DISCOVERING JET OPTIMIZATION METHODS

The following sections cover some of the optimization methods that the Jet database engine applies during the optimization porting of the query resolution process. This includes taking advantage of Rushmore technology, paying attention to when to use indexes, and understanding how Jet optimizes queries.

Using Rushmore Technology

Rushmore technology is a query technology that takes advantage of indexes. First introduced in FoxPro 2 by Fox Software, its creator got its name from the movie North by Northwest (how's that for trivia?). Access 2 inherited some of the Rushmore technology, and you can greatly increase performance by taking advantage of it.

Rushmore technology involves using the indexes on tables to solve WHERE clauses in SQL statements. Rushmore takes advantage of multiple indexes on a table and takes effect when the WHERE clause references multiple indexed fields. To understand how this works, let's take a quick look at the index structure in Microsoft Access.

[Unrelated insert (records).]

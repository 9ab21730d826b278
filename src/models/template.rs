//! Reusable card templates.

use chrono::{DateTime, Utc};
use serde::{Deserialize, Serialize};
use uuid::Uuid;

use crate::clock::Clock;
use crate::models::card::Card;

/// A named, categorized snapshot of a card.
///
/// The embedded card is a deep copy taken at save time; later edits to the
/// live card do not reach a saved template.
#[derive(Debug, Clone, PartialEq, Serialize, Deserialize)]
#[serde(rename_all = "camelCase")]
pub struct CardTemplate {
    /// Opaque unique identifier
    pub id: String,
    /// Display name
    pub name: String,
    /// Long description
    pub description: String,
    /// Snapshotted card
    pub card: Card,
    /// Organizational category (e.g. "feedback", "icebreaker")
    pub category: String,
    /// Searchable keywords
    pub tags: Vec<String>,
    /// Creation timestamp
    pub created_at: DateTime<Utc>,
    /// Last-update timestamp
    pub updated_at: DateTime<Utc>,
    /// Whether the template is shared publicly
    pub is_public: bool,
}

/// Fields the caller provides when saving a template; id and timestamps are
/// assigned by the store.
#[derive(Debug, Clone)]
pub struct NewTemplate {
    /// Display name
    pub name: String,
    /// Long description
    pub description: String,
    /// Card to snapshot
    pub card: Card,
    /// Organizational category
    pub category: String,
    /// Searchable keywords
    pub tags: Vec<String>,
    /// Whether the template is shared publicly
    pub is_public: bool,
}

impl CardTemplate {
    /// Materializes a new template from caller-provided fields.
    #[must_use]
    pub fn create(new: NewTemplate, clock: &dyn Clock) -> Self {
        let now = clock.now();
        Self {
            id: Uuid::new_v4().to_string(),
            name: new.name,
            description: new.description,
            card: new.card,
            category: new.category,
            tags: new.tags,
            created_at: now,
            updated_at: now,
            is_public: new.is_public,
        }
    }
}

/// Partial update for a stored template. `None` fields are left as they are.
#[derive(Debug, Clone, Default)]
pub struct TemplateUpdate {
    /// New display name, if changing
    pub name: Option<String>,
    /// New description, if changing
    pub description: Option<String>,
    /// Replacement card snapshot, if changing
    pub card: Option<Card>,
    /// New category, if changing
    pub category: Option<String>,
    /// Replacement tag list, if changing
    pub tags: Option<Vec<String>>,
    /// New visibility, if changing
    pub is_public: Option<bool>,
}

impl CardTemplate {
    /// Applies a partial update and refreshes `updated_at`.
    pub fn apply(&mut self, update: TemplateUpdate, clock: &dyn Clock) {
        if let Some(name) = update.name {
            self.name = name;
        }
        if let Some(description) = update.description {
            self.description = description;
        }
        if let Some(card) = update.card {
            self.card = card;
        }
        if let Some(category) = update.category {
            self.category = category;
        }
        if let Some(tags) = update.tags {
            self.tags = tags;
        }
        if let Some(is_public) = update.is_public {
            self.is_public = is_public;
        }
        self.updated_at = clock.now();
    }
}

When you add an index to an Access table, you're essentially running a Make Table query (Make Index, in this case), which creates a miniature version of the table with a pointer back to the main record. In this case, the pointer isn't the primary key but instead is a bookmark or internal pointer that contains the information to locate and retrieve the main record quickly. Each index contains an entry for every record in the original table. Figure 8.40 shows an example of how indexes work internally.

Figure 8.40. This is how indexes look under the covers, with pointers to specific records.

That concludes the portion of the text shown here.